The word is “bankrupt.”
How does that make you feel?
For myself, I have to confess to being worried. You see, I really understand that line by Elie Wiesel, that “The opposite of love is not hate, it’s indifference. ” There are so many situations where I feel indifferent, such as conversations about politics, music, food, flower arrangements, clothes…. I find myself nodding politely, with a kind of metaphorical “Gone fishing” sign draped over my face.
And situations with people too. My wife seems to live life on high alert, watching and responding to the worried wrinkles on people’s faces.

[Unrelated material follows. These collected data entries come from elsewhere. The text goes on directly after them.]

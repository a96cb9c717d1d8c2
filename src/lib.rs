//! Mizuchi Transfer Library
//!
//! Client core for S3-compatible object storage: multipart upload
//! orchestration and cursor-paginated listing.
//!
//! # Features
//!
//! - **Planned Uploads**: Part size and count chosen to fit the 10 000 part limit
//! - **Parallel Parts**: Bounded worker pool with a strictly sequential reader
//! - **Checksums**: CRC32C per part plus a whole-object aggregate
//! - **Clean Failure**: Every failed session is aborted before the error returns
//! - **Lazy Listings**: One page in flight, cancellable at any hand-off
//!
//! # Example
//!
//! ```no_run
//! use mizuchi_transfer::{Client, Config};
//!
//! #[tokio::main]
//! async fn main() -> anyhow::Result<()> {
//!     let config = Config::load("config.yaml")?;
//!     let client = Client::from_config(&config)?;
//!     let file = tokio::fs::File::open("backup.tar").await?;
//!     let size = file.metadata().await?.len();
//!     let result = client
//!         .put_object("backups", "backup.tar", file, Some(size), &client.upload_defaults())
//!         .await?;
//!     println!("{} ({} parts)", result.etag, result.parts);
//!     Ok(())
//! }
//! ```

pub mod client;
pub mod config;
pub mod list;
pub mod logging;
pub mod metrics;
pub mod s3;
pub mod upload;

// Re-export commonly used types
pub use client::Client;
pub use config::Config;

/// Library version
pub const VERSION: &str = env!("CARGO_PKG_VERSION");
//! Listing protocols
//!
//! One [`PageSource`] per S3 listing API. Each builds the query for a
//! cursor, sends it through a [`RequestExecutor`], decodes the XML page and
//! derives the next cursor. Names returned with `encoding-type=url` are
//! decoded before they leave the page; a name that fails to decode fails the
//! whole page.

use super::{
    CursorState, Entry, ListError, ListObjectsOptions, ListingPage, ObjectEntry, Owner, PartEntry,
    UploadEntry, VersionEntry,
};
use crate::list::enumerator::PageSource;
use crate::s3::names::{check_bucket_name, check_object_name, check_object_prefix};
use crate::s3::{xml, RequestExecutor, S3Checksums, S3ClientError, S3Request};
use chrono::{DateTime, Utc};
use percent_encoding::percent_decode_str;
use reqwest::Method;
use std::collections::BTreeMap;
use std::sync::Arc;

/// Page size requested for part listings
pub const MAX_PARTS_PER_PAGE: u32 = 1000;

const URL_ENCODING: &str = "url";

// ============================================================================
// Objects (v2)
// ============================================================================

/// `ListObjectsV2`
pub struct ObjectsV2Source {
    executor: Arc<dyn RequestExecutor>,
    bucket: String,
    opts: ListObjectsOptions,
}

impl ObjectsV2Source {
    pub fn new(
        executor: Arc<dyn RequestExecutor>,
        bucket: impl Into<String>,
        opts: ListObjectsOptions,
    ) -> Self {
        Self {
            executor,
            bucket: bucket.into(),
            opts,
        }
    }

    fn request(&self, token: &str) -> S3Request {
        let mut request = S3Request::new(Method::GET, &self.bucket)
            .query("list-type", "2")
            .query("encoding-type", URL_ENCODING)
            .query("prefix", &self.opts.prefix)
            .query("delimiter", self.opts.delimiter())
            .query("fetch-owner", "true")
            .headers(self.opts.headers.clone());
        if self.opts.with_metadata {
            request = request.query("metadata", "true");
        }
        if !self.opts.start_after.is_empty() {
            request = request.query("start-after", &self.opts.start_after);
        }
        if !token.is_empty() {
            request = request.query("continuation-token", token);
        }
        if self.opts.max_keys > 0 {
            request = request.query("max-keys", self.opts.max_keys.to_string());
        }
        request
    }
}

#[async_trait::async_trait]
impl PageSource for ObjectsV2Source {
    fn protocol(&self) -> &'static str {
        "objects_v2"
    }

    fn validate(&self) -> Result<(), ListError> {
        validate_target(&self.bucket, &self.opts.prefix)
    }

    fn initial_cursor(&self) -> CursorState {
        CursorState::ContinuationToken(String::new())
    }

    async fn fetch_page(&self, cursor: &CursorState) -> Result<ListingPage, ListError> {
        let token = match cursor {
            CursorState::ContinuationToken(token) => token.as_str(),
            other => return Err(unexpected_cursor(self.protocol(), other)),
        };
        let body = fetch(self.executor.as_ref(), self.protocol(), self.request(token)).await?;
        let result: xml::ListBucketV2Result = decode_xml(&body)?;
        let encoding = result.encoding_type.as_deref();

        Ok(ListingPage {
            entries: object_entries(result.contents, encoding)?,
            prefixes: decode_prefixes(result.common_prefixes, encoding)?,
            is_truncated: result.is_truncated,
            next_cursor: CursorState::ContinuationToken(
                result.next_continuation_token.unwrap_or_default(),
            ),
        })
    }
}

// ============================================================================
// Objects (v1)
// ============================================================================

/// `ListObjects`, for deployments without v2 support
pub struct ObjectsV1Source {
    executor: Arc<dyn RequestExecutor>,
    bucket: String,
    opts: ListObjectsOptions,
}

impl ObjectsV1Source {
    pub fn new(
        executor: Arc<dyn RequestExecutor>,
        bucket: impl Into<String>,
        opts: ListObjectsOptions,
    ) -> Self {
        Self {
            executor,
            bucket: bucket.into(),
            opts,
        }
    }

    fn request(&self, marker: &str) -> S3Request {
        let mut request = S3Request::new(Method::GET, &self.bucket)
            .query("encoding-type", URL_ENCODING)
            .query("prefix", &self.opts.prefix)
            .query("delimiter", self.opts.delimiter())
            .headers(self.opts.headers.clone());
        if !marker.is_empty() {
            request = request.query("marker", marker);
        }
        if self.opts.max_keys > 0 {
            request = request.query("max-keys", self.opts.max_keys.to_string());
        }
        request
    }
}
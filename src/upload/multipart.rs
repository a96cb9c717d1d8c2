//! Multipart upload coordinator
//!
//! Drives one put from planning to a terminal state. Small or
//! multipart-disabled sources go out as a single PUT; everything else runs
//! the multipart session either one part at a time or across a bounded pool
//! of workers.
//!
//! A failure after initiation aborts the session (best effort) and the
//! caller receives the error that caused the abort, not any abort error.

use super::checksum::{
    ChecksumAggregator, ChecksumAlgorithm, PartChecksum, CHECKSUM_ALGORITHM_HEADER,
};
use super::options::PutObjectOptions;
use super::planner::{compute_plan, TransferPlan, MAX_PART_SIZE};
use super::reader::{PartRead, PartReader, SourcePart};
use super::session::{PartResult, UploadSession, UploadState};
use super::{MultipartTransport, UploadError, UploadResult, UploadStrategy};
use crate::metrics;
use crate::s3::names::{check_bucket_name, check_object_name};
use crate::s3::{S3PutObjectRequest, S3UploadPartRequest};
use parking_lot::Mutex;
use reqwest::header::{HeaderMap, HeaderName, HeaderValue};
use std::sync::Arc;
use std::time::Instant;
use tokio::io::AsyncRead;
use tokio::sync::Semaphore;
use tokio::task::{JoinError, JoinSet};
use tokio_util::sync::CancellationToken;

/// Result of an upload together with the session it ran in
///
/// `session` is `None` for single PUTs and for uploads rejected before
/// initiation.
#[derive(Debug)]
pub struct UploadOutcome {
    pub session: Option<UploadSession>,
    pub result: Result<UploadResult, UploadError>,
}

/// Session state shared between the coordinator and its workers
struct Ledger {
    session: UploadSession,
    checksums: ChecksumAggregator,
}

type SharedLedger = Arc<Mutex<Ledger>>;

/// Addressing shared by every part of one session
#[derive(Clone)]
struct PartTarget {
    bucket: String,
    key: String,
    upload_id: String,
    algorithm: ChecksumAlgorithm,
    unsigned_payload: bool,
}

/// Multipart upload coordinator
pub struct MultipartUploadCoordinator {
    transport: Arc<dyn MultipartTransport>,
    cancel: CancellationToken,
}
//! Pagination loop shared by every listing protocol

use super::sequence::{self, Emitter, Halt, ResultSequence};
use super::{CursorState, Entry, ListError, ListingPage};
use crate::metrics;
use tokio_util::sync::CancellationToken;

/// Fetches single pages of one listing protocol
#[async_trait::async_trait]
pub trait PageSource: Send + Sync + 'static {
    /// Short protocol name for logs and metrics
    fn protocol(&self) -> &'static str;

    /// Local argument checks; a failure ends the listing before any request
    fn validate(&self) -> Result<(), ListError> {
        Ok(())
    }

    /// Cursor for the first page
    fn initial_cursor(&self) -> CursorState;

    async fn fetch_page(&self, cursor: &CursorState) -> Result<ListingPage, ListError>;
}

/// Start enumerating `source` on a background task.
///
/// The returned sequence yields each entry of each page in server order,
/// then the page's common prefixes. A failure is delivered as one `Err`
/// item and ends the sequence. After `cancel` fires, at most the items
/// already handed over are seen, followed by a single
/// [`ListError::Cancelled`].
pub fn spawn_listing<S: PageSource>(
    source: S,
    cancel: CancellationToken,
) -> ResultSequence<Result<Entry, ListError>> {
    let (emitter, sequence) = sequence::channel(cancel);
    tokio::spawn(run(source, emitter));
    sequence
}

async fn run<S: PageSource>(source: S, emitter: Emitter<Result<Entry, ListError>>) {
    let protocol = source.protocol();

    if let Err(e) = source.validate() {
        tracing::debug!(protocol = protocol, error = %e, "Listing rejected before first request");
        let _ = emitter.emit(Err(e)).await;
        return;
    }

    match enumerate(&source, &emitter).await {
        Ok(pages) => {
            tracing::debug!(protocol = protocol, pages = pages, "Listing finished");
        }
        Err(Halt::Cancelled) => {
            tracing::debug!(protocol = protocol, "Listing cancelled");
            metrics::record_listing_cancelled(protocol);
            emitter.finish_with(Err(ListError::Cancelled)).await;
        }
        Err(Halt::Closed) => {
            tracing::debug!(protocol = protocol, "Listing consumer went away");
        }
    }
}

/// Drive the page loop; returns the number of pages fetched
async fn enumerate<S: PageSource>(
    source: &S,
    emitter: &Emitter<Result<Entry, ListError>>,
) -> Result<u64, Halt> {
    let protocol = source.protocol();
    let mut cursor = source.initial_cursor();
    let mut pages = 0u64;

    loop {
        if pages > 0 {
            // Fetch the next page only once the consumer caught up.
            emitter.ready().await?;
        }
        if emitter.is_cancelled() {
            return Err(Halt::Cancelled);
        }

        let fetched = tokio::select! {
            biased;
            _ = emitter.cancelled() => return Err(Halt::Cancelled),
            page = source.fetch_page(&cursor) => page,
        };
        pages += 1;

        let page = match fetched {
            Ok(page) => page,
            Err(e) => {
                metrics::record_listing_error(protocol, e.kind());
                tracing::warn!(protocol = protocol, error = %e, "Listing page failed");
                emitter.emit(Err(e)).await?;
                return Ok(pages);
            }
        };

        metrics::record_listing_page(protocol, page.entries.len() + page.prefixes.len());

        let ListingPage {
            entries,
            prefixes,
            is_truncated,
            next_cursor,
        } = page;

        for entry in entries {
            emitter.emit(Ok(entry)).await?;
        }
        for prefix in prefixes {
            emitter.emit(Ok(Entry::Prefix(prefix))).await?;
        }

        if !is_truncated {
            return Ok(pages);
        }
        if next_cursor.is_empty() {
            let e = ListError::ProtocolViolation(format!(
                "{} page is truncated but carries no cursor",
                protocol
            ));
            metrics::record_listing_error(protocol, e.kind());
            emitter.emit(Err(e)).await?;
            return Ok(pages);
        }
        cursor = next_cursor;
    }
}

#[cfg(test)]
mod tests {
    use super::*;
    use crate::list::ObjectEntry;
    use parking_lot::Mutex;
    use std::collections::VecDeque;
    use std::sync::atomic::{AtomicUsize, Ordering};
    use std::sync::Arc;

    /// Serves canned pages and records the cursors it was asked for
    #[derive(Clone, Default)]
    struct ScriptedSource {
        pages: Arc<Mutex<VecDeque<Result<ListingPage, ListError>>>>,
        cursors: Arc<Mutex<Vec<CursorState>>>,
        fetches: Arc<AtomicUsize>,
        invalid: bool,
    }

    impl ScriptedSource {
        fn new(pages: Vec<Result<ListingPage, ListError>>) -> Self {
            Self {
                pages: Arc::new(Mutex::new(pages.into())),
                ..Default::default()
            }
        }
    }

    #[async_trait::async_trait]
    impl PageSource for ScriptedSource {
        fn protocol(&self) -> &'static str {
            "scripted"
        }

        fn validate(&self) -> Result<(), ListError> {
            if self.invalid {
                Err(ListError::Validation("bad bucket".into()))
            } else {
                Ok(())
            }
        }

        fn initial_cursor(&self) -> CursorState {
            CursorState::ContinuationToken(String::new())
        }

        async fn fetch_page(&self, cursor: &CursorState) -> Result<ListingPage, ListError> {
            self.fetches.fetch_add(1, Ordering::SeqCst);
            self.cursors.lock().push(cursor.clone());
            self.pages
                .lock()
                .pop_front()
                .unwrap_or_else(|| Err(ListError::Decode("script exhausted".into())))
        }
    }

    fn object(key: &str) -> Entry {
        Entry::Object(ObjectEntry {
            key: key.into(),
            ..Default::default()
        })
    }

    fn page(keys: &[&str], truncated: bool, token: &str) -> Result<ListingPage, ListError> {
        Ok(ListingPage {
            entries: keys.iter().map(|k| object(k)).collect(),
            prefixes: Vec::new(),
            is_truncated: truncated,
            next_cursor: CursorState::ContinuationToken(token.into()),
        })
    }

    fn keys(items: &[Result<Entry, ListError>]) -> Vec<String> {
        items
            .iter()
            .filter_map(|item| item.as_ref().ok().map(|e| e.key().to_string()))
            .collect()
    }

    // ========================================================================
    // TEST: pagination
    // ========================================================================

    #[tokio::test]
    async fn test_two_pages_in_order() {
        let source = ScriptedSource::new(vec![
            page(&["a", "b"], true, "tok1"),
            page(&["c"], false, ""),
        ]);
        let cursors = source.cursors.clone();

        let items = spawn_listing(source, CancellationToken::new())
            .collect_all()
            .await;

        assert_eq!(keys(&items), vec!["a", "b", "c"]);
        assert!(items.iter().all(|i| i.is_ok()));
        assert_eq!(
            *cursors.lock(),
            vec![
                CursorState::ContinuationToken(String::new()),
                CursorState::ContinuationToken("tok1".into()),
            ]
        );
    }

    #[tokio::test]
    async fn test_prefixes_follow_entries() {
        let source = ScriptedSource::new(vec![Ok(ListingPage {
            entries: vec![object("a.txt")],
            prefixes: vec!["dir/".into()],
            is_truncated: false,
            next_cursor: CursorState::ContinuationToken(String::new()),
        })]);

        let items = spawn_listing(source, CancellationToken::new())
            .collect_all()
            .await;

        assert_eq!(items.len(), 2);
        assert!(matches!(items[1], Ok(Entry::Prefix(ref p)) if p == "dir/"));
    }

    #[tokio::test]
    async fn test_empty_listing() {
        let source = ScriptedSource::new(vec![page(&[], false, "")]);
        let items = spawn_listing(source, CancellationToken::new())
            .collect_all()
            .await;
        assert!(items.is_empty());
    }

    #[tokio::test]
    async fn test_truncated_without_cursor_is_protocol_violation() {
        let source = ScriptedSource::new(vec![page(&["a"], true, "")]);
        let fetches = source.fetches.clone();

        let items = spawn_listing(source, CancellationToken::new())
            .collect_all()
            .await;

        assert_eq!(items.len(), 2);
        assert!(items[0].is_ok());
        assert!(matches!(items[1], Err(ListError::ProtocolViolation(_))));
        assert_eq!(fetches.load(Ordering::SeqCst), 1);
    }

    #[tokio::test]
    async fn test_page_error_ends_sequence() {
        let source = ScriptedSource::new(vec![
            page(&["a"], true, "tok1"),
            Err(ListError::Decode("bad escape".into())),
            page(&["never"], false, ""),
        ]);

        let items = spawn_listing(source, CancellationToken::new())
            .collect_all()
            .await;

        assert_eq!(keys(&items), vec!["a"]);
        assert!(matches!(items.last(), Some(Err(ListError::Decode(_)))));
    }

    #[tokio::test]
    async fn test_validation_failure_makes_no_request() {
        let source = ScriptedSource {
            invalid: true,
            ..ScriptedSource::new(vec![page(&["a"], false, "")])
        };
        let fetches = source.fetches.clone();

        let items = spawn_listing(source, CancellationToken::new())
            .collect_all()
            .await;

        assert_eq!(items.len(), 1);
        assert!(matches!(items[0], Err(ListError::Validation(_))));
        assert_eq!(fetches.load(Ordering::SeqCst), 0);
    }

    #[tokio::test]
    async fn test_listing_is_repeatable() {
        let script = || {
            ScriptedSource::new(vec![
                page(&["a", "b"], true, "tok1"),
                page(&["c"], false, ""),
            ])
        };

        let first = spawn_listing(script(), CancellationToken::new())
            .collect_all()
            .await;
        let second = spawn_listing(script(), CancellationToken::new())
            .collect_all()
            .await;
        assert_eq!(keys(&first), keys(&second));
    }

    // ========================================================================
    // TEST: cancellation
    // ========================================================================

    #[tokio::test]
    async fn test_cancel_between_pages() {
        let source = ScriptedSource::new(vec![
            page(&["a", "b"], true, "tok1"),
            page(&["c"], false, ""),
        ]);
        let fetches = source.fetches.clone();

        let mut listing = spawn_listing(source, CancellationToken::new());
        assert_eq!(listing.recv().await.unwrap().unwrap().key(), "a");
        assert_eq!(listing.recv().await.unwrap().unwrap().key(), "b");

        listing.cancel();

        assert!(matches!(listing.recv().await, Some(Err(ListError::Cancelled))));
        assert!(listing.recv().await.is_none());
        assert_eq!(fetches.load(Ordering::SeqCst), 1);
    }

    #[tokio::test]
    async fn test_cancel_before_start() {
        let token = CancellationToken::new();
        token.cancel();
        let source = ScriptedSource::new(vec![page(&["a"], false, "")]);
        let fetches = source.fetches.clone();

        let items = spawn_listing(source, token).collect_all().await;

        assert_eq!(items.len(), 1);
        assert!(matches!(items[0], Err(ListError::Cancelled)));
        assert_eq!(fetches.load(Ordering::SeqCst), 0);
    }
}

Stopping to talk to Big Issue sellers, praying with shop assistants, soothing the fears of anxious dogs outside shops.
I notice nothing.
And when I finally trip over a homeless man, say, the biggest emotions that surge across my pysche are fear that I might be mugged or embarrassment that I might have to Do Something overtly practical.
In the old “Good Samaritan” scenario, I’d like to suggest those two emotions as alternative reasons for “crossing over to the other side” and not offering assistance.
So the word “bankrupt” comes to me with rather an unpleasant jolt of self-awareness. “No matter what I say, what I believe, and what I do,” God measures me by how I love.
Here’s how the paraphrase goes on: “Love never gives up. Love cares more for others than for self. Love doesn’t want what it doesn’t have. Love doesn’t strut, Doesn’t have a swelled head, Doesn’t force itself on others, Isn’t always “me first,” Doesn’t fly off the handle, Doesn’t keep score of the sins of others, Doesn’t revel when others grovel, Takes pleasure in the flowering of truth, Puts up with anything, Trusts God always, Always looks for the best, Never looks back, But keeps going to the end.”
To be honest, I feel very small reading this. But God doesn’t want me to feel condemned so much as truthful and realistic about my many failures. And he doesn’t want me to Just Try Harder (though it wouldn’t hurt, would it?) so much as recognize that ultimately there is only one who has ever lived out that Love-life to the full, and his name is Jesus.
And I am truly loved. That’s what grace means. But I am glad indeed to sing this song:
When Satan tempts me to despair,
And tells me of the guilt within,
Upward I look, and see Him there
Who made an end to all my sin.
Because the sinless Savior died,
My sinful soul is counted free;
For God the just is satisfied
To look on Him and pardon me
And Lord, help me to be more loving today, too.